Everything from the first line of the entries below through the line holding "use std::collections::BTreeMap;" must be printed exactly as written.
# # # #
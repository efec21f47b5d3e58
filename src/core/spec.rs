// src/core/spec.rs

//! The "spec dict" query protocol used by every `get_*`/`set_*`/`add_*`/`del_*`
//! exposed method, grounded on `Cobalt.Data.Data.match` / `Data.update`'s
//! approach.
//!
//! A [`Spec`] is a bag of `field -> value` pairs sent over the wire. It
//! matches an entity iff, for every pair in the spec, either the value is the
//! wildcard `"*"` or it equals the entity's value for that field. An
//! [`Update`] is the same bag, but merged into the entity's fields instead of
//! compared against them.
//!
//! Entities implement [`Matchable`] once; `Spec::matches`/`Spec::apply_update`
//! stay generic so `get_jobs`, `set_queues`, `get_partitions`, etc. all share
//! one implementation instead of five bespoke ones.

use serde_json::Value;
use std::collections::BTreeMap;

/// A single query/update spec: field name -> JSON value (or the wildcard
/// string `"*"` when used in a query).
#[derive(Debug, Clone, Default, PartialEq, serde::Serialize, serde::Deserialize)]
pub struct Spec(pub BTreeMap<String, Value>);

pub const WILDCARD: &str = "*";

impl Spec {
    pub fn new() -> Self {
        Spec(BTreeMap::new())
    }

    pub fn with(mut self, field: impl Into<String>, value: impl Into<Value>) -> Self {
        self.0.insert(field.into(), value.into());
        self
    }

    pub fn get(&self, field: &str) -> Option<&Value> {
        self.0.get(field)
    }

    fn is_wildcard(value: &Value) -> bool {
        matches!(value, Value::String(s) if s == WILDCARD)
    }
}

/// Implemented by every entity that can be queried/updated through a [`Spec`].
/// `field(name)` exposes a read-only view of one named field as JSON;
/// `apply_update` merges a spec's fields back into the entity.
pub trait Matchable {
    /// Returns the entity's current value for `field`, or `None` if the
    /// entity has no such field (an unknown field in a spec never matches).
    fn field(&self, field: &str) -> Option<Value>;

    /// Merges every `(field, value)` pair in `update` into the entity.
    /// Unknown fields are ignored (mirrors `Data.update`/`Data.set`, which
    /// only ever writes recognized attributes through typed setters in the
    /// Rust port).
    fn apply_update(&mut self, update: &Spec);

    /// A spec matches iff every field in it is either the wildcard or equal
    /// to the entity's current value for that field.
    fn matches(&self, spec: &Spec) -> bool {
        spec.0.iter().all(|(field, wanted)| {
            if Spec::is_wildcard(wanted) {
                return true;
            }
            self.field(field).as_ref() == Some(wanted)
        })
    }
}

/// Filters `items` against a list of specs (OR semantics across the list,
/// matching `DataSet.Get`/`DataSet.Match`: an item is returned if it matches
/// *any* spec in the list).
pub fn query_all<'a, T: Matchable>(items: impl IntoIterator<Item = &'a T>, specs: &[Spec]) -> Vec<&'a T>
where
    T: 'a,
{
    items
        .into_iter()
        .filter(|item| specs.iter().any(|spec| item.matches(spec)))
        .collect()
}
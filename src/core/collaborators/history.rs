// src/core/collaborators/history.rs

//! The historical-message accounting sink. The original's `cdbwriter.py`
//! consumes a queue of job/partition lifecycle events and writes them to a
//! database; that writer is out of scope here, but QM and SM still emit the
//! same breadcrumbs through this trait so a real deployment can plug one in.

use async_trait::async_trait;
use serde::{Deserialize, Serialize};
use tracing::debug;

#[derive(Debug, Clone, Serialize, Deserialize)]
#[serde(tag = "kind", rename_all = "snake_case")]
pub enum HistoryMessage {
    JobSubmitted { jobid: i64, user: String, queue: String },
    JobStateChanged { jobid: i64, from: String, to: String },
    JobEnded { jobid: i64, exit_status: i64 },
    PartitionStateChanged { partition: String, from: String, to: String },
}

#[async_trait]
pub trait HistorySink: Send + Sync {
    async fn record(&self, message: HistoryMessage);
}

/// Drops every message; the default when no history component is
/// registered.
pub struct NullHistorySink;

#[async_trait]
impl HistorySink for NullHistorySink {
    async fn record(&self, _message: HistoryMessage) {}
}

/// Forwards messages to a registered `"history-database"` component,
/// swallowing failures — a best-effort log sink, never allowed to block or
/// fail core scheduling.
pub struct RpcHistorySink {
    client: crate::core::rpc_client::ComponentClient,
}

impl RpcHistorySink {
    pub fn new(client: crate::core::rpc_client::ComponentClient) -> Self {
        Self { client }
    }
}

#[async_trait]
impl HistorySink for RpcHistorySink {
    async fn record(&self, message: HistoryMessage) {
        if let Err(e) = self.client.call::<_, ()>("record", &message).await {
            debug!(error = %e, "best-effort history sink call failed, dropping message");
        }
    }
}
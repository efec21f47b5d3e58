// src/main.rs

//! Entry point for every role. Which one a process plays is picked with
//! `--role <registry|queue-manager|system-manager|scheduler>`; which config
//! file it reads with `--config <path>` (default `config.toml`).

use anyhow::{Context, Result, anyhow};
use cobalt::config::{CommonConfig, QueueManagerConfig, RegistryConfig, SchedulerConfig, SystemManagerConfig};
use cobalt::core::collaborators::{RpcBridge, RpcForker};
use cobalt::core::persistence::StateStore;
use cobalt::core::rpc_client::{ComponentClient, RegistryResolver};
use cobalt::core::state::Runtime;
use cobalt::core::types::Mode;
use cobalt::queue_manager::QueueManagerState;
use cobalt::registry::state::PersistedRegistry;
use cobalt::registry::RegistryState;
use cobalt::scheduler::SchedulerState;
use cobalt::server::{self, Registration};
use cobalt::system_manager::state::ValidationLimits;
use cobalt::system_manager::SystemManagerState;
use cobalt::{queue_manager, registry, scheduler, system_manager};
use std::env;
use std::fs;
use std::sync::Arc;
use std::time::Duration;
use tracing::{error, info};
use tracing_subscriber::{filter::EnvFilter, prelude::*, reload};

type LogReloadHandle = Arc<reload::Handle<EnvFilter, tracing_subscriber::Registry>>;

#[tokio::main]
async fn main() -> Result<()> {
    let args: Vec<String> = env::args().collect();

    let role = arg_value(&args, "--role")
        .ok_or_else(|| anyhow!("usage: cobalt --role <registry|queue-manager|system-manager|scheduler> --config <path>"))?;
    let config_path = arg_value(&args, "--config").unwrap_or_else(|| "config.toml".to_string());

    let initial_log_level = env::var("RUST_LOG").unwrap_or_else(|_| "info".to_string());
    let (filter, reload_handle) = reload::Layer::new(EnvFilter::new(initial_log_level));
    tracing_subscriber::registry()
        .with(filter)
        .with(tracing_subscriber::fmt::layer().compact().with_ansi(true))
        .init();
    let log_reload_handle = Arc::new(reload_handle);

    let result = match role.as_str() {
        "registry" => run_registry(&config_path, log_reload_handle).await,
        "queue-manager" => run_queue_manager(&config_path, log_reload_handle).await,
        "system-manager" => run_system_manager(&config_path, log_reload_handle).await,
        "scheduler" => run_scheduler(&config_path, log_reload_handle).await,
        other => Err(anyhow!("unknown role '{other}'")),
    };

    if let Err(e) = &result {
        error!(error = %e, "role exited with an error");
    }
    result
}

fn arg_value(args: &[String], flag: &str) -> Option<String> {
    args.iter().position(|a| a == flag).and_then(|i| args.get(i + 1)).cloned()
}

/// The URL peers should use to reach this role. `0.0.0.0` is a bind address,
/// not a reachable one, so advertise loopback in that case.
fn own_endpoint(host: &str, port: u16) -> String {
    let advertise_host = if host == "0.0.0.0" { "127.0.0.1" } else { host };
    format!("http://{advertise_host}:{port}/")
}

fn auth_token(common: &CommonConfig) -> Option<String> {
    common.key_file.as_ref().and_then(|path| fs::read_to_string(path).ok()).map(|s| s.trim().to_string())
}

/// Builds a client for calling `component`, resolved through this role's
/// Registry and authenticated with the shared secret if one is configured.
fn peer_client(component: &str, common: &CommonConfig) -> Arc<ComponentClient> {
    let resolver = Arc::new(RegistryResolver::new(common.registry_endpoint.clone(), Duration::from_secs(common.rpc_timeout_secs)));
    Arc::new(ComponentClient::new(component.to_string(), resolver, Duration::from_secs(common.rpc_timeout_secs), auth_token(common)))
}

async fn run_registry(config_path: &str, log_reload_handle: LogReloadHandle) -> Result<()> {
    let config = RegistryConfig::from_file(config_path).with_context(|| format!("loading {config_path}"))?;
    let store = StateStore::new(&config.common.spool_dir, "registry");
    let state = match store.load::<PersistedRegistry>().await? {
        Some(persisted) => RegistryState::from(persisted),
        None => RegistryState::new(),
    };

    let mut runtime = Runtime::new(state, store.clone(), log_reload_handle);
    registry::build_runtime(&mut runtime, Duration::from_secs(config.liveness_timeout_secs)).await;

    // The Registry doesn't serialize cleanly as-is (its entries carry an
    // `Instant`), so it persists through `PersistedRegistry` rather than the
    // generic `persist_state` task the other roles register themselves.
    let persist_state = runtime.state.clone();
    runtime
        .tasks
        .register("persist_state", Duration::from_secs(30), move || {
            let state = persist_state.clone();
            let store = store.clone();
            async move {
                let persisted = PersistedRegistry::from(&*state.lock().await);
                store.save(&persisted).await
            }
        })
        .await;

    info!("registry ready");
    server::run(runtime, &config.common, None).await
}

async fn run_queue_manager(config_path: &str, log_reload_handle: LogReloadHandle) -> Result<()> {
    let config = QueueManagerConfig::from_file(config_path).with_context(|| format!("loading {config_path}"))?;
    let (state, store) = server::initialization::load_state::<QueueManagerState>(&config.common, &config.state_file).await?;
    let state = state.unwrap_or_else(QueueManagerState::new);

    let mut runtime = Runtime::new(state, store, log_reload_handle);
    let system_manager = peer_client("system-manager", &config.common);
    queue_manager::build_runtime(&mut runtime, system_manager).await;

    info!("queue manager ready");
    let registration = Registration {
        registry: peer_client("registry", &config.common),
        component_name: "queue-manager",
        own_endpoint: own_endpoint(&config.common.host, config.common.port),
    };
    server::run(runtime, &config.common, Some(registration)).await
}

async fn run_system_manager(config_path: &str, log_reload_handle: LogReloadHandle) -> Result<()> {
    let config = SystemManagerConfig::from_file(config_path).with_context(|| format!("loading {config_path}"))?;
    let limits = ValidationLimits {
        max_nodecount: config.max_nodecount,
        known_kernels: config.known_kernels.clone(),
        custom_kernels_enabled: config.custom_kernels_enabled,
    };
    let (state, store) = server::initialization::load_state::<SystemManagerState>(&config.common, &config.state_file).await?;
    let state = state.unwrap_or_else(|| SystemManagerState::new(limits));

    let mut runtime = Runtime::new(state, store, log_reload_handle);

    let bridge = Arc::new(RpcBridge::new(ComponentClient::new(
        "bridge".to_string(),
        Arc::new(RegistryResolver::new(config.common.registry_endpoint.clone(), Duration::from_secs(config.common.rpc_timeout_secs))),
        Duration::from_secs(config.common.rpc_timeout_secs),
        auth_token(&config.common),
    )));
    let mpirun_forker = Arc::new(RpcForker::new(ComponentClient::new(
        RpcForker::component_name_for_mode(Mode::Co).to_string(),
        Arc::new(RegistryResolver::new(config.common.registry_endpoint.clone(), Duration::from_secs(config.common.rpc_timeout_secs))),
        Duration::from_secs(config.common.rpc_timeout_secs),
        auth_token(&config.common),
    )));
    let script_forker = Arc::new(RpcForker::new(ComponentClient::new(
        RpcForker::component_name_for_mode(Mode::Script).to_string(),
        Arc::new(RegistryResolver::new(config.common.registry_endpoint.clone(), Duration::from_secs(config.common.rpc_timeout_secs))),
        Duration::from_secs(config.common.rpc_timeout_secs),
        auth_token(&config.common),
    )));

    system_manager::build_runtime(&mut runtime, bridge, mpirun_forker, script_forker).await;

    info!("system manager ready");
    let registration = Registration {
        registry: peer_client("registry", &config.common),
        component_name: "system-manager",
        own_endpoint: own_endpoint(&config.common.host, config.common.port),
    };
    server::run(runtime, &config.common, Some(registration)).await
}

async fn run_scheduler(config_path: &str, log_reload_handle: LogReloadHandle) -> Result<()> {
    let config = SchedulerConfig::from_file(config_path).with_context(|| format!("loading {config_path}"))?;
    let (state, store) = server::initialization::load_state::<SchedulerState>(&config.common, &config.state_file).await?;
    let state = state.unwrap_or_else(SchedulerState::new);

    let mut runtime = Runtime::new(state, store, log_reload_handle);
    let queue_manager = peer_client("queue-manager", &config.common);
    let system_manager = peer_client("system-manager", &config.common);
    scheduler::build_runtime(&mut runtime, queue_manager, system_manager, &config).await;

    info!("scheduler ready");
    let registration = Registration {
        registry: peer_client("registry", &config.common),
        component_name: "scheduler",
        own_endpoint: own_endpoint(&config.common.host, config.common.port),
    };
    server::run(runtime, &config.common, Some(registration)).await
}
# # # #
Response to this exercise:
repository efec21f47b5d3e58
filename src/core/spec.rs
// src/core/spec.rs

//! The "spec dict" query protocol used by every `get_*`/`set_*`/`add_*`/`del_*`
//! exposed method, grounded on `Cobalt.Data.Data.match` / `Data.update`'s
//! approach.
//!
//! A [`Spec`] is a bag of `field -> value` pairs sent over the wire. It
//! matches an entity iff, for every pair in the spec, either the value is the
//! wildcard `"*"` or it equals the entity's value for that field. An
//! [`Update`] is the same bag, but merged into the entity's fields instead of
//! compared against them.
//!
//! Entities implement [`Matchable`] once; `Spec::matches`/`Spec::apply_update`
//! stay generic so `get_jobs`, `set_queues`, `get_partitions`, etc. all share
//! one implementation instead of five bespoke ones.

use serde_json::Value;
use std::collections::BTreeMap;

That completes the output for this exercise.